Il premio Oscar arriva nelle località istriane

La rassegna cinematografica farà tappa in tredici città e paesi. Oggi l’apertura nel Teatro cittadino di Buie

Il film “Nomadland”, di Chloé Zhao, è vincitore di tre Oscar

Il Cinema Istria porta un programma cinematografico nei centri minori e nelle città che non possiedono una sala cinematografica. Tra le pellicole da presentare alle località non provviste di cinema ci saranno film dalle parti più disparate d’Europa. Entro la fine dell’anno, su dei maxi schermi improvvisati i cittadini della penisola istriana potranno vedere 130 proiezioni in tredici città e paesi.

 

 

Film d’animazione francese
Il programma verrà inaugurato questa sera, alle ore 18, nel Teatro cittadino di Buie, con un film d’animazione francese per bambini dai 5 anni in su e intitolato “Le voyage du prince” (Il viaggio del principe) di Jean-François Laguionie e Xavier Picard. Il film è doppiato in croato e l’entrata è libera. La pellicola narra la storia di un vecchio principe delle scimmie che si risveglia su una spiaggia sconosciuta dove si è arenato dopo un naufragio. Viene trovato dal giovane Tom i cui genitori gli forniscono rifugio. Sono scienziati in esilio, la loro comunità li ha espulsi perché hanno osato credere che esistessero altre civiltà scimmiesche. Con l’aiuto di Tom, il principe scopre tante informazioni su questo mondo insolito e magico e sulla sua rigida società.

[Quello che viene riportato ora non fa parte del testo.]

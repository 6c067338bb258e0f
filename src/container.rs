// Host container holding the cell-by-channel matrix and everything hung off
// of it: per-cell and per-channel annotation columns, named embeddings, and
// clustering records keyed by the name the caller chose.

use ndarray::{Array1, Array2, ArrayView2};
use std::collections::HashMap;

use crate::clustering::record::ClusterRecord;
use crate::error::{ClusterError, Result};

#[derive(Clone, Debug, PartialEq)]
pub enum Column {
    Bool(Array1<bool>),
    Int(Array1<i64>),
    Float(Array1<f64>),
    Str(Vec<String>),
}

impl Column {
    pub fn len(&self) -> usize {
        match self {
            Column::Bool(v) => v.len(),
            Column::Int(v) => v.len(),
            Column::Float(v) => v.len(),
            Column::Str(v) => v.len(),
        }
    }

    pub fn is_empty(&self) -> bool {
        self.len() == 0
    }

    pub fn dtype(&self) -> &'static str {
        match self {
            Column::Bool(_) => "bool",
            Column::Int(_) => "int",
            Column::Float(_) => "float",
            Column::Str(_) => "str",
        }
    }

    pub fn as_bool(&self) -> Option<&Array1<bool>> {
        match self {
            Column::Bool(v) => Some(v),
            _ => None,
        }
    }

    pub fn as_int(&self) -> Option<&Array1<i64>> {
        match self {
            Column::Int(v) => Some(v),
            _ => None,
        }
    }

    pub fn from_labels(labels: &Array1<usize>) -> Column {
        Column::Int(labels.mapv(|l| l as i64))
    }
}

/// Read and write access to a cell dataset.
///
/// The clustering entry points in [`crate::tools`] only talk to the data
/// through this trait, so anything that can hand out a matrix view and
/// accept label columns and records can be clustered.
pub trait CellRepository {
    fn n_obs(&self) -> usize;
    fn n_vars(&self) -> usize;

    /// Primary cell-by-channel matrix.
    fn matrix(&self) -> ArrayView2<'_, f64>;

    fn embedding(&self, key: &str) -> Option<ArrayView2<'_, f64>>;
    fn var_column(&self, key: &str) -> Option<&Column>;
    fn obs_column(&self, key: &str) -> Option<&Column>;

    /// Insert or overwrite a per-cell column. Fails if its length is not `n_obs`.
    fn set_obs_column(&mut self, key: &str, column: Column) -> Result<()>;

    fn result(&self, key: &str) -> Option<&ClusterRecord>;
    fn set_result(&mut self, key: &str, record: ClusterRecord);
}

pub struct CellData {
    x: Array2<f64>,
    var_names: Vec<String>,
    obs: HashMap<String, Column>,
    var: HashMap<String, Column>,
    obsm: HashMap<String, Array2<f64>>,
    uns: HashMap<String, ClusterRecord>,
}

impl CellData {
    pub fn new(x: Array2<f64>) -> CellData {
        let var_names = (0..x.ncols()).map(|j| format!("ch{}", j)).collect();
        CellData {
            x,
            var_names,
            obs: HashMap::new(),
            var: HashMap::new(),
            obsm: HashMap::new(),
            uns: HashMap::new(),
        }
    }

    pub fn with_var_names(x: Array2<f64>, var_names: Vec<String>) -> Result<CellData> {
        if var_names.len() != x.ncols() {
            return Err(ClusterError::Length {
                what: "channel names",
                expected: x.ncols(),
                got: var_names.len(),
            });
        }
        let mut data = CellData::new(x);
        data.var_names = var_names;
        Ok(data)
    }

    pub fn var_names(&self) -> &[String] {
        &self.var_names
    }

    pub fn insert_var_column(&mut self, key: &str, column: Column) -> Result<()> {
        if column.len() != self.x.ncols() {
            return Err(ClusterError::Length {
                what: "channel annotation column",
                expected: self.x.ncols(),
                got: column.len(),
            });
        }
        self.var.insert(key.to_string(), column);
        Ok(())
    }

    pub fn insert_embedding(&mut self, key: &str, embedding: Array2<f64>) -> Result<()> {
        if embedding.nrows() != self.x.nrows() {
            return Err(ClusterError::Length {
                what: "embedding",
                expected: self.x.nrows(),
                got: embedding.nrows(),
            });
        }
        self.obsm.insert(key.to_string(), embedding);
        Ok(())
    }

    /// Mark the named channels with a boolean column, for use as a channel mask.
    pub fn insert_channel_mask(&mut self, key: &str, channels: &[String]) -> Result<()> {
        for channel in channels {
            if !self.var_names.contains(channel) {
                return Err(ClusterError::MissingKey {
                    kind: "channel",
                    key: channel.clone(),
                });
            }
        }
        let mask = self
            .var_names
            .iter()
            .map(|name| channels.contains(name))
            .collect::<Array1<bool>>();
        self.insert_var_column(key, Column::Bool(mask))
    }
}

impl CellRepository for CellData {
    fn n_obs(&self) -> usize {
        self.x.nrows()
    }

    fn n_vars(&self) -> usize {
        self.x.ncols()
    }

    fn matrix(&self) -> ArrayView2<'_, f64> {
        self.x.view()
    }

    fn embedding(&self, key: &str) -> Option<ArrayView2<'_, f64>> {
        self.obsm.get(key).map(|e| e.view())
    }

    fn var_column(&self, key: &str) -> Option<&Column> {
        self.var.get(key)
    }

    fn obs_column(&self, key: &str) -> Option<&Column> {
        self.obs.get(key)
    }

    fn set_obs_column(&mut self, key: &str, column: Column) -> Result<()> {
        if column.len() != self.x.nrows() {
            return Err(ClusterError::Length {
                what: "cell annotation column",
                expected: self.x.nrows(),
                got: column.len(),
            });
        }
        self.obs.insert(key.to_string(), column);
        Ok(())
    }

    fn result(&self, key: &str) -> Option<&ClusterRecord> {
        self.uns.get(key)
    }

    fn set_result(&mut self, key: &str, record: ClusterRecord) {
        self.uns.insert(key.to_string(), record);
    }
}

“Il viaggio del principe”, di Laguionie e Picard aprirà la rassegna cinematografica

Il film ha ottenuto dei riconoscimenti al Festival d’Annecy 2019, Locarno Film Festival 2019 e Rotterdan International Film Festival 2020.

«Nomadland» in serata
Alle ore 20 è in programma il film statunitense “Nomadland” (La terra dei nomadi), vincitore di tre premi Oscar 2021, con la regia di Chloé Zhao. Anche in questo caso l’entrata è gratuita.

In una città in recessione del Nevada, una fabbrica di materiali edili, l’unica a mantenere la città ad un passo dalla povertà, viene chiusa dopo 88 anni di attività. Migliaia di lavoratori rimangono senza reddito e la città perde il suo codice postale, il che significa che è classificata come città fantasma. La sessantenne Fern, che fino a quel momento aveva lavorato in fabbrica, parte verso l’ignoto. Il furgone è la sua casa e lei diventa parte di quella comunità di nomadi moderni che vagano per le aree desolate del paese arrangiandosi nel miglior dei modi, facendo lavori occasionali per evitare di sprofondare. Questa scelta di libertà ha la sua bellezza forzata, in quanto i nomadi si incontrano, socializzano, sviluppano uno spirito di comprensione e solidarietà. Qualcosa che a noi tutti manca.

La pellicola ha vinto numerosi premi, tra cui quello alla Mostra internazionale d’arte cinematografica di Venezia 2020; Leone d’oro per il miglior film, due Golden Globe e sei candidature all’Oscar, nonché due Oscar per il miglior film e la miglior regia.

In conformità con le condizioni epidemiologiche concordate con il Comando della Protezione civile della Regione istriana, al fine di prevenire la diffusione della malattia Covid-19 causata dal virus Sars-CoV-2, agli spettacoli può presenziare un massimo di 60 spettatori. A causa della situazione epidemiologica gli interessati sono pregati di prenotare il proprio posto al numero di telefono 052/773 075 o all’indirizzo e-mail [email protected].